Instantly evokes Nevil Shute (nuclear war aftermath) and Salman Rushdie (rhetoric).

Narrator truly has reader believing that he is immortal, until the last three paragraphs. At this point, when he begins to speak of the "mass delusion," the reader suspects the narrator of suffering from delusion as well (31). Was he really a schoolmaster? This would explain his knowledge of and references to history. Or is he truly immortal? Is our willingness to believe in his immortality shattered at the end? Does it matter? Does his message (humans’ destructive tendencies, stupidity, arrogance, ignorance) rise above the twist ending? Or is his message hindered; does the narrator lose all credibility? If we cannot be sure of his immortality, how can we be sure of his narrative, especially the nuclear war? Does it matter?

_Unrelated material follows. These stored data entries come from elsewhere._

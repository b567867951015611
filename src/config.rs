//! Config loading and persistence.
//!
//! Layers, lowest precedence first: built-in defaults, user config
//! (`~/.config/gitpulse/config.toml`), repo config
//! (`<repo>/gitpulse.toml`), then `GITPULSE_*` environment overrides.

use std::path::{Path, PathBuf};
use std::time::Duration;

use serde::{Deserialize, Serialize};

use crate::{Error, Result};

#[derive(Debug, Clone, Serialize, Deserialize)]
#[serde(default)]
pub struct Config {
    /// Seconds between checks during the initial phase.
    pub initial_interval_secs: u64,
    /// Seconds between checks once the initial phase is over.
    pub normal_interval_secs: u64,
    /// How many checks run at the initial cadence.
    pub initial_checks: u64,
    /// Consecutive failed cycles before operations are suspended.
    pub max_retries: u32,
    /// Per-strategy connectivity probe timeout.
    pub probe_timeout_secs: u64,
    /// Wall-clock bound on every external git call.
    pub git_timeout_secs: u64,
    /// Target branch; auto-detected from the current branch when unset.
    pub branch: Option<String>,
    /// Operation log path, relative to the repo root when not absolute.
    pub log_file: PathBuf,
    pub max_log_lines: usize,
    /// Lines retained when the log rotates.
    pub log_rotation_keep: usize,
    /// Persisted version counter path.
    pub version_file: PathBuf,
    /// Directory for per-error record files.
    pub error_dir: PathBuf,
}

impl Default for Config {
    fn default() -> Self {
        Self {
            initial_interval_secs: 60,
            normal_interval_secs: 300,
            initial_checks: 3,
            max_retries: 3,
            probe_timeout_secs: 10,
            git_timeout_secs: 60,
            branch: None,
            log_file: PathBuf::from("git_auto_log.txt"),
            max_log_lines: 2000,
            log_rotation_keep: 1000,
            version_file: PathBuf::from(".git_auto_version"),
            error_dir: PathBuf::from("git_auto_errors"),
        }
    }
}

impl Config {
    pub fn initial_interval(&self) -> Duration {
        Duration::from_secs(self.initial_interval_secs)
    }

    pub fn normal_interval(&self) -> Duration {
        Duration::from_secs(self.normal_interval_secs)
    }

    pub fn probe_timeout(&self) -> Duration {
        Duration::from_secs(self.probe_timeout_secs)
    }

    pub fn git_timeout(&self) -> Duration {
        Duration::from_secs(self.git_timeout_secs)
    }

    /// TOML snapshot for error record files.
    pub fn snapshot(&self) -> String {
        toml::to_string(self).unwrap_or_else(|_| "<unserializable config>".to_string())
    }
}

/// Partial config as read from a single file.
#[derive(Debug, Clone, Default, Serialize, Deserialize)]
#[serde(default)]
pub struct ConfigLayer {
    pub initial_interval_secs: Option<u64>,
    pub normal_interval_secs: Option<u64>,
    pub initial_checks: Option<u64>,
    pub max_retries: Option<u32>,
    pub probe_timeout_secs: Option<u64>,
    pub git_timeout_secs: Option<u64>,
    pub branch: Option<String>,
    pub log_file: Option<PathBuf>,
    pub max_log_lines: Option<usize>,
    pub log_rotation_keep: Option<usize>,
    pub version_file: Option<PathBuf>,
    pub error_dir: Option<PathBuf>,
}

impl ConfigLayer {
    pub fn apply_to(&self, target: &mut Config) {
        if let Some(v) = self.initial_interval_secs {
            target.initial_interval_secs = v;
        }
        if let Some(v) = self.normal_interval_secs {
            target.normal_interval_secs = v;
        }
        if let Some(v) = self.initial_checks {
            target.initial_checks = v;
        }
        if let Some(v) = self.max_retries {
            target.max_retries = v;
        }
        if let Some(v) = self.probe_timeout_secs {
            target.probe_timeout_secs = v;
        }
        if let Some(v) = self.git_timeout_secs {
            target.git_timeout_secs = v;
        }
        if let Some(v) = &self.branch {
            target.branch = Some(v.clone());
        }
        if let Some(v) = &self.log_file {
            target.log_file = v.clone();
        }
        if let Some(v) = self.max_log_lines {
            target.max_log_lines = v;
        }
        if let Some(v) = self.log_rotation_keep {
            target.log_rotation_keep = v;
        }
        if let Some(v) = &self.version_file {
            target.version_file = v.clone();
        }
        if let Some(v) = &self.error_dir {
            target.error_dir = v.clone();
        }
    }
}

pub fn config_path() -> PathBuf {
    dirs::config_dir()
        .unwrap_or_else(|| PathBuf::from("."))
        .join("gitpulse")
        .join("config.toml")
}

pub fn repo_config_path(repo_root: &Path) -> PathBuf {
    repo_root.join("gitpulse.toml")
}

/// Locate the enclosing git working tree, walking up from `start`.
pub fn discover_repo_root(start: &Path) -> Option<PathBuf> {
    let repo = git2::Repository::discover(start).ok()?;
    repo.workdir().map(|path| path.to_path_buf())
}

fn load_layer(path: &Path) -> Result<Option<ConfigLayer>> {
    if !path.exists() {
        return Ok(None);
    }
    let contents = std::fs::read_to_string(path)
        .map_err(|e| Error::Config(format!("failed to read {}: {e}", path.display())))?;
    toml::from_str(&contents)
        .map(Some)
        .map_err(|e| Error::Config(format!("failed to parse {}: {e}", path.display())))
}

pub fn load_user_config() -> Result<Option<ConfigLayer>> {
    load_layer(&config_path())
}

pub fn load_repo_config(repo_root: &Path) -> Result<Option<ConfigLayer>> {
    load_layer(&repo_config_path(repo_root))
}

pub fn merge_layers(user: Option<ConfigLayer>, repo: Option<ConfigLayer>) -> Config {
    let mut config = Config::default();
    if let Some(layer) = user {
        layer.apply_to(&mut config);
    }
    if let Some(layer) = repo {
        layer.apply_to(&mut config);
    }
    config
}

pub fn apply_env_overrides(config: &mut Config) {
    if let Ok(raw) = std::env::var("GITPULSE_BRANCH") {
        let trimmed = raw.trim();
        if !trimmed.is_empty() {
            config.branch = Some(trimmed.to_string());
        }
    }

    if let Ok(raw) = std::env::var("GITPULSE_LOG_FILE") {
        let trimmed = raw.trim();
        if !trimmed.is_empty() {
            config.log_file = PathBuf::from(trimmed);
        }
    }

    if let Ok(raw) = std::env::var("GITPULSE_VERSION_FILE") {
        let trimmed = raw.trim();
        if !trimmed.is_empty() {
            config.version_file = PathBuf::from(trimmed);
        }
    }

    if let Ok(raw) = std::env::var("GITPULSE_ERROR_DIR") {
        let trimmed = raw.trim();
        if !trimmed.is_empty() {
            config.error_dir = PathBuf::from(trimmed);
        }
    }

    if let Ok(raw) = std::env::var("GITPULSE_MAX_RETRIES") {
        let trimmed = raw.trim();
        if !trimmed.is_empty() {
            match trimmed.parse::<u32>() {
                Ok(value) => config.max_retries = value,
                Err(err) => {
                    tracing::warn!("invalid GITPULSE_MAX_RETRIES, ignoring: {err}");
                }
            }
        }
    }
}

/// Load the effective config for a repository.
pub fn load_for_repo(repo_root: &Path) -> Result<Config> {
    let user = load_user_config()?;
    let repo = load_repo_config(repo_root)?;
    let mut config = merge_layers(user, repo);
    apply_env_overrides(&mut config);
    Ok(config)
}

Is his delusion somehow linked to our (mankind’s) delusion about the necessity of nuclear weapons, about our (mankind’s) own significance? Is it the reader that is delusional then? Society? Not wanting to confront itself and its actions? Its beliefs and views? Is it these beliefs that Amis is confronting throughout this story? Does Amis turn our world around in the narrative in order to have us face our real world, and hopefully turn it around?

Recommended Reading
London Fields (Harmony, 1989)
Money: A Suicide Note (Jonathan Cape, 1985)

From the Author
"Style is not neutral.  It gives moral directions."

"We live in the age of mass loquacity. We are all writing it or at any rate talking it: the memoir, the apologia, the cv, the cri de coeur. Nothing, for now, can compete with experience--so unanswerably authentic, and so liberally and democratically dispensed."
--Martin Amis, Experience (2000)

"
In Money, I dispensed with form and trusted entirely to voice, and this released a great deal of energy. I'm glad that gamble worked, but I have not felt the urge to repeat it. If the urge resurfaces, I will obey it. Anyway, it doesn't mean much to say that Money is a "better'' novel than, say, Time's Arrow. Money is just more fun. Nowadays I look back less and less. Even to check the proofs of a completed work feels like a chore and a distraction. I think about the next one, and the one after that, and the one after that."
--Martin Amis, Interview with Chris O'Hare (April 2001)

"Every writer hopes or boldly assumes that his life is in some sense exemplary, that the particular will turn out to be universal."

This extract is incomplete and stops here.